AgentPoison: Red-teaming LLM Agents via Poisoning Memory or Knowledge Bases

[Oct., 2024] 🎉 We present AgentPoison at Prof. Zhen Xiang's class at UGA!
[Sept., 2024] 🎉 AgentPoison is accepted at NeurIPS 2024!
[Sept., 2024] 🎉 We present AgentPoison at Prof. Jiliang Tang's group at MSU!

LLM agents have demonstrated remarkable performance across various applications, primarily due to their advanced capabilities in reasoning, utilizing external knowledge and tools, calling APIs, and executing actions to interact with environments. Current agents typically utilize a memory module or a retrieval-augmented generation (RAG) mechanism, retrieving past knowledge and instances with similar embeddings from knowledge bases to inform task planning and execution. However, the reliance on unverified knowledge bases raises significant concerns about their safety and trustworthiness.

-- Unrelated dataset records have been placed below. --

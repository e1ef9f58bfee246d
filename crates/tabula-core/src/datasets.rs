use std::sync::Arc;

use tabula_model::{Dataset, DatasetId, Frame, Record, Schema};
use tabula_storage::{FindQuery, ObservationStore};

use crate::error::CalcResult;
use crate::locks::DatasetLocks;
use crate::registry::CalculationRegistry;

/// Dataset lifecycle and row access.
#[derive(Clone, Debug)]
pub struct DatasetService {
    observations: ObservationStore,
    calculations: CalculationRegistry,
    locks: Arc<DatasetLocks>,
}

impl DatasetService {
    pub fn new(
        observations: ObservationStore,
        calculations: CalculationRegistry,
        locks: Arc<DatasetLocks>,
    ) -> Self {
        Self {
            observations,
            calculations,
            locks,
        }
    }

    /// Persist a new, empty, pending dataset.
    pub fn create(&self) -> CalcResult<Dataset> {
        self.create_with_schema(Schema::new())
    }

    pub fn create_with_schema(&self, schema: Schema) -> CalcResult<Dataset> {
        let mut dataset = Dataset::new();
        dataset.schema = schema;
        self.observations.store().put_dataset(&dataset)?;
        log::info!("created dataset {}", dataset.id);
        Ok(dataset)
    }

    pub fn get(&self, id: &DatasetId) -> CalcResult<Dataset> {
        Ok(self.observations.store().get_dataset(id)?)
    }

    /// Append rows, extending the schema with any new columns, then recompute the dataset's
    /// calculated columns over the enlarged row set.
    pub fn save(&self, id: &DatasetId, frame: Frame) -> CalcResult<Dataset> {
        self.locks.run_exclusive(id, || {
            let mut dataset = self.get(id)?;
            self.observations.save(&mut dataset, frame)?;
            self.calculations.recompute_all(&dataset)?;
            Ok(dataset)
        })
    }

    /// Replace every row, then recompute the dataset's calculated columns.
    pub fn update(&self, id: &DatasetId, frame: Frame) -> CalcResult<Dataset> {
        self.locks.run_exclusive(id, || {
            let mut dataset = self.get(id)?;
            self.observations.update(&mut dataset, frame)?;
            self.calculations.recompute_all(&dataset)?;
            Ok(dataset)
        })
    }

    pub fn find(&self, id: &DatasetId, query: &FindQuery) -> CalcResult<Vec<Record>> {
        let dataset = self.get(id)?;
        Ok(self.observations.find(&dataset, query)?)
    }

    /// Delete rows matching `filter`, or every row when `filter` is `None`.
    pub fn delete_rows(&self, id: &DatasetId, filter: Option<&str>) -> CalcResult<usize> {
        self.locks.run_exclusive(id, || {
            let mut dataset = self.get(id)?;
            Ok(self.observations.delete_all(&mut dataset, filter)?)
        })
    }

    /// Physically drop rows of replaced generations.
    pub fn purge(&self, id: &DatasetId) -> CalcResult<usize> {
        self.locks.run_exclusive(id, || {
            let dataset = self.get(id)?;
            Ok(self.observations.purge_stale(&dataset)?)
        })
    }

    pub fn summary(&self, id: &DatasetId) -> CalcResult<Option<serde_json::Value>> {
        let dataset = self.get(id)?;
        Ok(self.observations.summary(&dataset)?)
    }
}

To uncover such vulnerabilities, we propose a novel red teaming approach AgentPoison, the first backdoor attack targeting generic and RAG-based LLM agents by poisoning their long-term memory or RAG knowledge base. In particular, we form the trigger generation process as a constrained optimization to optimize backdoor triggers by mapping the triggered instances to a unique embedding space, so as to ensure that whenever a user instruction contains the optimized backdoor trigger, the malicious demonstrations are retrieved from the poisoned memory or knowledge base with high probability. In the meantime, benign instructions without the trigger will still maintain normal performance.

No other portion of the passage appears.